Yes, it is vulnerable. But other responders failed to note that along with the normal escaping (like mysql_real_escape_string()
) you also need to escape the % character for LIKE clause!
mysql_real_escape_string(addcslashes($str, "%_"))
The trick to grasp here is that there is nothing like "universal quoting".
When quoting, you always quote text for some particular output, like:
- string value for mysql query
like
expression for mysql query
- html code
- json
- mysql regular expression
- php regular expression
For each case, you need different quoting, because each usage is present within different syntax context. This also implies that the quoting shouldn't be made at the input into PHP, but at the particular output! Which is the reason why features like magic_quotes_gpc
are broken (never forget to handle it, or better, assure it is switched off!!!).
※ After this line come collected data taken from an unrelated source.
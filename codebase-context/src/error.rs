use thiserror::Error;

#[derive(Error, Debug)]
pub enum ContextError {
    #[error("Indexer error: {0}")]
    Indexer(#[from] codescope_codebase_indexer::IndexerError),

    #[error("Embedding error: {0}")]
    Embedding(#[from] codescope_embeddings::EmbeddingError),

    #[error("Invalid context configuration: {0}")]
    Configuration(String),
}

pub type Result<T> = std::result::Result<T, ContextError>;
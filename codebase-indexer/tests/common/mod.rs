#![allow(dead_code)]

use async_trait::async_trait;
use codescope_embeddings::Embedder;
use codescope_embeddings::EmbeddingError;
use codescope_embeddings::EmbeddingManager;
use std::fs;
use std::path::Path;
use std::path::PathBuf;
use std::sync::Arc;
use std::time::Duration;
use tokio::sync::Notify;
use tokio::sync::watch;

pub fn write_file(root: &Path, rel: &str, content: &str) -> PathBuf {
    let path = root.join(rel);
    if let Some(parent) = path.parent() {
        fs::create_dir_all(parent).expect("Failed to create dir");
    }
    fs::write(&path, content).expect("Failed to write file");
    dunce::canonicalize(&path).expect("Failed to canonicalize")
}

/// Unit vector whose cosine against `[1, 0]` is `cos`.
pub fn at_similarity(cos: f32) -> Vec<f32> {
    vec![cos, (1.0 - cos * cos).sqrt()]
}

/// Maps text to a fixed vector by the first matching keyword.
pub struct KeywordEmbedder {
    rules: Vec<(&'static str, Vec<f32>)>,
    fallback: Vec<f32>,
}

impl KeywordEmbedder {
    pub fn new(rules: Vec<(&'static str, Vec<f32>)>) -> Self {
        Self {
            rules,
            fallback: vec![0.0, 1.0],
        }
    }
}

#[async_trait]
impl Embedder for KeywordEmbedder {
    async fn embed(&self, text: &str) -> Result<Vec<f32>, EmbeddingError> {
        Ok(self
            .rules
            .iter()
            .find(|(keyword, _)| text.contains(keyword))
            .map(|(_, vector)| vector.clone())
            .unwrap_or_else(|| self.fallback.clone()))
    }

    fn dimension(&self) -> usize {
        2
    }

    fn name(&self) -> &str {
        "keyword"
    }
}

/// Blocks every call while the gate is closed, so a build can be held in
/// its embedding phase.
pub struct GatedEmbedder {
    open: watch::Receiver<bool>,
    pub entered: Notify,
}

impl GatedEmbedder {
    pub fn new() -> (Arc<Self>, watch::Sender<bool>) {
        let (tx, rx) = watch::channel(true);
        (
            Arc::new(Self {
                open: rx,
                entered: Notify::new(),
            }),
            tx,
        )
    }
}

#[async_trait]
impl Embedder for GatedEmbedder {
    async fn embed(&self, _text: &str) -> Result<Vec<f32>, EmbeddingError> {
        let mut open = self.open.clone();
        if !*open.borrow() {
            self.entered.notify_one();
        }
        open.wait_for(|open| *open)
            .await
            .map_err(|e| EmbeddingError::EmbeddingGeneration(e.to_string()))?;
        Ok(vec![1.0, 0.0])
    }

    fn dimension(&self) -> usize {
        2
    }

    fn name(&self) -> &str {
        "gated"
    }
}

pub fn manager(embedder: Arc<dyn Embedder>) -> EmbeddingManager {
    EmbeddingManager::with_limits(embedder, 1000, Duration::from_secs(60))
}

/// Errors on text containing `fail_on`, never answers text containing
/// `hang_on`, and returns `[1, 0]` for everything else.
pub struct UnreliableEmbedder {
    fail_on: &'static str,
    hang_on: &'static str,
}

impl UnreliableEmbedder {
    pub fn new(fail_on: &'static str, hang_on: &'static str) -> Self {
        Self { fail_on, hang_on }
    }
}

#[async_trait]
impl Embedder for UnreliableEmbedder {
    async fn embed(&self, text: &str) -> Result<Vec<f32>, EmbeddingError> {
        if text.contains(self.fail_on) {
            return Err(EmbeddingError::Request("provider returned 500".to_string()));
        }
        if text.contains(self.hang_on) {
            return std::future::pending().await;
        }
        Ok(vec![1.0, 0.0])
    }

    fn dimension(&self) -> usize {
        2
    }

    fn name(&self) -> &str {
        "unreliable"
    }
}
So, what methods would one use for quoting in these particular cases? (Feel free to correct me, there might be more modern methods, but these are working for me)
mysql_real_escape_string($str)
mysql_real_escape_string(addcslashes($str, "%_"))
htmlspecialchars($str)
json_encode()
- only for utf8! I use my function for iso-8859-2
mysql_real_escape_string(addcslashes($str, '^.[]$()|*+?{}'))
- you cannot use preg_quote in this case because backslash would be escaped two times!